Top of INPUT DATA

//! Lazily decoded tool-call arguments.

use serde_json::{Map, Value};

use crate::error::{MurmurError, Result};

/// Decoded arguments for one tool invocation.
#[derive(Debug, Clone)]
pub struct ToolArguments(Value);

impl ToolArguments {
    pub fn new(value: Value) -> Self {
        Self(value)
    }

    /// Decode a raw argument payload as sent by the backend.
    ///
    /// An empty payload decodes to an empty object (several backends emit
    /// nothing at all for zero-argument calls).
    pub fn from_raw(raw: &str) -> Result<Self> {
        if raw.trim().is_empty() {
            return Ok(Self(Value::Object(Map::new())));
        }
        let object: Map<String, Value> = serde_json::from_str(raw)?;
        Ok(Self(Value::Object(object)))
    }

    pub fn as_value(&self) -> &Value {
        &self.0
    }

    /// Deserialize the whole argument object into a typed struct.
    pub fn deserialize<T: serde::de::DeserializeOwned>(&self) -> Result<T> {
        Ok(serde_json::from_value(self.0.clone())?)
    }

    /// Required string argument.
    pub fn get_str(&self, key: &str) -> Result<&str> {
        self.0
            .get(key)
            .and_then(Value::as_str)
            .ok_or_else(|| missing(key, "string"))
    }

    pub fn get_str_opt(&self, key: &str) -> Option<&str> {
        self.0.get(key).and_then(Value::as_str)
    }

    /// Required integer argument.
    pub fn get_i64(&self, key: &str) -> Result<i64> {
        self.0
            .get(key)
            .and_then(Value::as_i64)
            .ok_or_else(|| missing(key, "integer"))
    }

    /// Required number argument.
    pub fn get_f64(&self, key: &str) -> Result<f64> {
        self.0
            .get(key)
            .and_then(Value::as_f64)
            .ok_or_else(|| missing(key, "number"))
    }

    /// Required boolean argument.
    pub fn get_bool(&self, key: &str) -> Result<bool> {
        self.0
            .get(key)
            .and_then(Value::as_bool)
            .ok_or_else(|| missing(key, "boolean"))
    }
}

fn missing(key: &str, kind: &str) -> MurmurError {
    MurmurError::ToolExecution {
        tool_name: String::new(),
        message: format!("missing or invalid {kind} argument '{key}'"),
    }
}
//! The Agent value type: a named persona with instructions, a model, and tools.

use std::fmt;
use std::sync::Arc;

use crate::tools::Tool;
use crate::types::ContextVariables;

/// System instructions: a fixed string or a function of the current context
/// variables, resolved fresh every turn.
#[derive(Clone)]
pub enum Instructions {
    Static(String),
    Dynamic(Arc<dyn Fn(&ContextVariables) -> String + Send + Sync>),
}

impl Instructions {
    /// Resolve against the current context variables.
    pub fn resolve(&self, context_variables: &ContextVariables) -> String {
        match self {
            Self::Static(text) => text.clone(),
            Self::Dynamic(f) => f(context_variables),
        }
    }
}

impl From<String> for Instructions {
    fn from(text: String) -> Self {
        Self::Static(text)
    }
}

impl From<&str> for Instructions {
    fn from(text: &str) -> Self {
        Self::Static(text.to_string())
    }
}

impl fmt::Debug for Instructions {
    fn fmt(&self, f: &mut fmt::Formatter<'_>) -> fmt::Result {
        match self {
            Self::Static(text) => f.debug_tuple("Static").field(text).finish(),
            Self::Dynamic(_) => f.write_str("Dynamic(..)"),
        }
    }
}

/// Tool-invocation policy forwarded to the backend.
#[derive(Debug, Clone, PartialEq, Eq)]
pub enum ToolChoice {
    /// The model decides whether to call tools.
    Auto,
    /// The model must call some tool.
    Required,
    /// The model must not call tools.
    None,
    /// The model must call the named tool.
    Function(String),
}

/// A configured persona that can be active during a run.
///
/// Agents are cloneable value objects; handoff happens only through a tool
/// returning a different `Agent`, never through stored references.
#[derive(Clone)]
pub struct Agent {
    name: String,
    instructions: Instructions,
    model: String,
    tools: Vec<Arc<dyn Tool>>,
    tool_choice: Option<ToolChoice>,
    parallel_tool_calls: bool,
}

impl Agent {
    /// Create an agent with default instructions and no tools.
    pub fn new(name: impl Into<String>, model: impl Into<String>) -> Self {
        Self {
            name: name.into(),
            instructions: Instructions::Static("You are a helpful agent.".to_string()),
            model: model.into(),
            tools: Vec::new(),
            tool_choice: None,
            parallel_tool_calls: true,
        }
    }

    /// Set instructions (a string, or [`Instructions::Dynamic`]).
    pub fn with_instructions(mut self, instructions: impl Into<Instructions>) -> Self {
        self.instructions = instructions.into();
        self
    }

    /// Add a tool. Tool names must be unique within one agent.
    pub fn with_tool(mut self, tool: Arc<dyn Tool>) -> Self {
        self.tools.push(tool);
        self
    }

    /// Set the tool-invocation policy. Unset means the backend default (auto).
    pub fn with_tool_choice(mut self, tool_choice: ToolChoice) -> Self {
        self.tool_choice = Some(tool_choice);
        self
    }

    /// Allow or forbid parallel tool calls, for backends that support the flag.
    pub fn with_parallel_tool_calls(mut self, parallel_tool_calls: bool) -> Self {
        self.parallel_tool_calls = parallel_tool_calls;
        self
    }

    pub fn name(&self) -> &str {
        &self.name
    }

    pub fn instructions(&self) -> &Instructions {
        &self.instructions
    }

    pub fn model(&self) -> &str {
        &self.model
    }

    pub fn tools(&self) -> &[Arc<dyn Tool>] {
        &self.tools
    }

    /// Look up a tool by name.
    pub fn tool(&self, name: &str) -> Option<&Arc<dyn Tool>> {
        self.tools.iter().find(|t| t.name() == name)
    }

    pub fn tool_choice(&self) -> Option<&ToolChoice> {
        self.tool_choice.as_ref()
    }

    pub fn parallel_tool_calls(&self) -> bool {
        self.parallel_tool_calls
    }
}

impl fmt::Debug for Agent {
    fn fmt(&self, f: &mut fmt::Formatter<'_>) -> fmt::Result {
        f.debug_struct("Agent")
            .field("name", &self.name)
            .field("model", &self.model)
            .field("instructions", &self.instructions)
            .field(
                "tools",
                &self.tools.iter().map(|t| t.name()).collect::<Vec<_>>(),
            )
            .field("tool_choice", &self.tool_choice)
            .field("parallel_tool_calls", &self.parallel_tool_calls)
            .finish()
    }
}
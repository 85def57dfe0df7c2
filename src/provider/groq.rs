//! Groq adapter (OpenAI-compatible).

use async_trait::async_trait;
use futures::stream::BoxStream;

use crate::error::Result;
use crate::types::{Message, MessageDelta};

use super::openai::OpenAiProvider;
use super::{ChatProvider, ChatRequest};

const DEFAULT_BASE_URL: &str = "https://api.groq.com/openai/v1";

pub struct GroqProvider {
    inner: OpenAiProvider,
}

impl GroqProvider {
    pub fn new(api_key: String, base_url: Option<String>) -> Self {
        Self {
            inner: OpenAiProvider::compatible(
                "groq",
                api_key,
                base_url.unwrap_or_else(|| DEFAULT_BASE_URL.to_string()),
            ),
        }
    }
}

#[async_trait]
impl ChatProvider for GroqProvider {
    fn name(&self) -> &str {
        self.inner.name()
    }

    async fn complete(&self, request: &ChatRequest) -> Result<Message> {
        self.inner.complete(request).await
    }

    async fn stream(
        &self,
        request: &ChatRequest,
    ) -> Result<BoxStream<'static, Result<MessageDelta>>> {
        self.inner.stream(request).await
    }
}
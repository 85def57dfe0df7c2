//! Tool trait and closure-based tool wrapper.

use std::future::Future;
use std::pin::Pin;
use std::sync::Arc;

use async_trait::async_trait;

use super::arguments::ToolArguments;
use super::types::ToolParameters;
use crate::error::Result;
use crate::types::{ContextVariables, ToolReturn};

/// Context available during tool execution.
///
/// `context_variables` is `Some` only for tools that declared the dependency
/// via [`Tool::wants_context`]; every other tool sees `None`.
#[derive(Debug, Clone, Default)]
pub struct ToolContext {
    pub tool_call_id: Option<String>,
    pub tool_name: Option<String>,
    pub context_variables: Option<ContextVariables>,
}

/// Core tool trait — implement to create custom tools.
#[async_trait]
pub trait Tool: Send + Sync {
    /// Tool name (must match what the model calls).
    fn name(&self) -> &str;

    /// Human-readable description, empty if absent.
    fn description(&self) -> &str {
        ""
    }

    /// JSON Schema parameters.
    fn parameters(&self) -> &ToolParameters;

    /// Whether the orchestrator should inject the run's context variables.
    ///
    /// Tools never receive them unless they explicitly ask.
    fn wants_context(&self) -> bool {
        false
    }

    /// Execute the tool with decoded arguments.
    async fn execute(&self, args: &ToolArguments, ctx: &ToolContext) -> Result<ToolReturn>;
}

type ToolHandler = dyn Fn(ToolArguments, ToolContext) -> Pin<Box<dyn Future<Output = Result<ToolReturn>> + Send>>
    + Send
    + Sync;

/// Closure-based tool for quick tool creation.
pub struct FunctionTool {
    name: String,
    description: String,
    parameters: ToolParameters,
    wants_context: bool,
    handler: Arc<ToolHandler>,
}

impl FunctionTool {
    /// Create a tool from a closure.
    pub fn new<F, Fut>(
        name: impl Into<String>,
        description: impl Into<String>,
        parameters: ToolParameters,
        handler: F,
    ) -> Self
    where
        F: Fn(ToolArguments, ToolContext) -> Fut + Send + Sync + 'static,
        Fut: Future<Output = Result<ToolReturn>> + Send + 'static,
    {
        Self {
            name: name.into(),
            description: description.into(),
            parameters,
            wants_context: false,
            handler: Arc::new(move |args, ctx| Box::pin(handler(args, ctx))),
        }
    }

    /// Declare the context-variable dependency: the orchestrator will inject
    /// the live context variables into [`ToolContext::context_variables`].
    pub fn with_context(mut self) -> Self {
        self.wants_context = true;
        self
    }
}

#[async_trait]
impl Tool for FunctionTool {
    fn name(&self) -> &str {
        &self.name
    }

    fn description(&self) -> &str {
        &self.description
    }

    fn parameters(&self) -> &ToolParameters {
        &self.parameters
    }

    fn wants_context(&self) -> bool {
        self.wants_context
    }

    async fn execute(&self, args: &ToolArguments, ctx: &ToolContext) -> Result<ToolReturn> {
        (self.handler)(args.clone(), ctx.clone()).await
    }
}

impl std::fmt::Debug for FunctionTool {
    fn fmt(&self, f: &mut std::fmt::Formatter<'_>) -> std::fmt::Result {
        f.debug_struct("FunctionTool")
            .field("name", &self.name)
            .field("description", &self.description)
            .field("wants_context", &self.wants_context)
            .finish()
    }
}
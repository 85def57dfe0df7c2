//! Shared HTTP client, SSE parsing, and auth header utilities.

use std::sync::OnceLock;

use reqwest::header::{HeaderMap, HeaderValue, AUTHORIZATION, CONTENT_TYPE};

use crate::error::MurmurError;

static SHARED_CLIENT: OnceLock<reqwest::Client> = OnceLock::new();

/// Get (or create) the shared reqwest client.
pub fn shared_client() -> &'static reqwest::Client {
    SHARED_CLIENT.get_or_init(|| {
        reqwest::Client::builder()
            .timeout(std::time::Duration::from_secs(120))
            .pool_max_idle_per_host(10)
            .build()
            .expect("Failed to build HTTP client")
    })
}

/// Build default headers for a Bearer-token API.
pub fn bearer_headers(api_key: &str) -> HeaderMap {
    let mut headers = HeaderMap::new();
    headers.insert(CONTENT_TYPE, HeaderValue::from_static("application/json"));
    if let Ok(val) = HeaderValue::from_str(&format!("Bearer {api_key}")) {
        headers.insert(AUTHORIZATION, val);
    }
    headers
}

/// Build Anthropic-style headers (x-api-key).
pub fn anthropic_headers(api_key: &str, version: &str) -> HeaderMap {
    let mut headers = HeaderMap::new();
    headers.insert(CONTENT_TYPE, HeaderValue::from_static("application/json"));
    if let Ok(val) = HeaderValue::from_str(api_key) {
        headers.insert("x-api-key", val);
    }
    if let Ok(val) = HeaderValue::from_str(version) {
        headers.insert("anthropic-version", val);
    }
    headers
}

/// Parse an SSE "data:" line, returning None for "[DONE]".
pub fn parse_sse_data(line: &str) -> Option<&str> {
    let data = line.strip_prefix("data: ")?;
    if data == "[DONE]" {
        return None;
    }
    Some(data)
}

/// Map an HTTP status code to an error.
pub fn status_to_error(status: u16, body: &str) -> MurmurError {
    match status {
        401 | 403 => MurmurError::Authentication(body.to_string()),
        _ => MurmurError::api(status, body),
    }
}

Bottom of INPUT DATA

Each line of the entries above that contains "true" must be copied into the answer.

            parallel_tool_calls: true,
        self.wants_context = true;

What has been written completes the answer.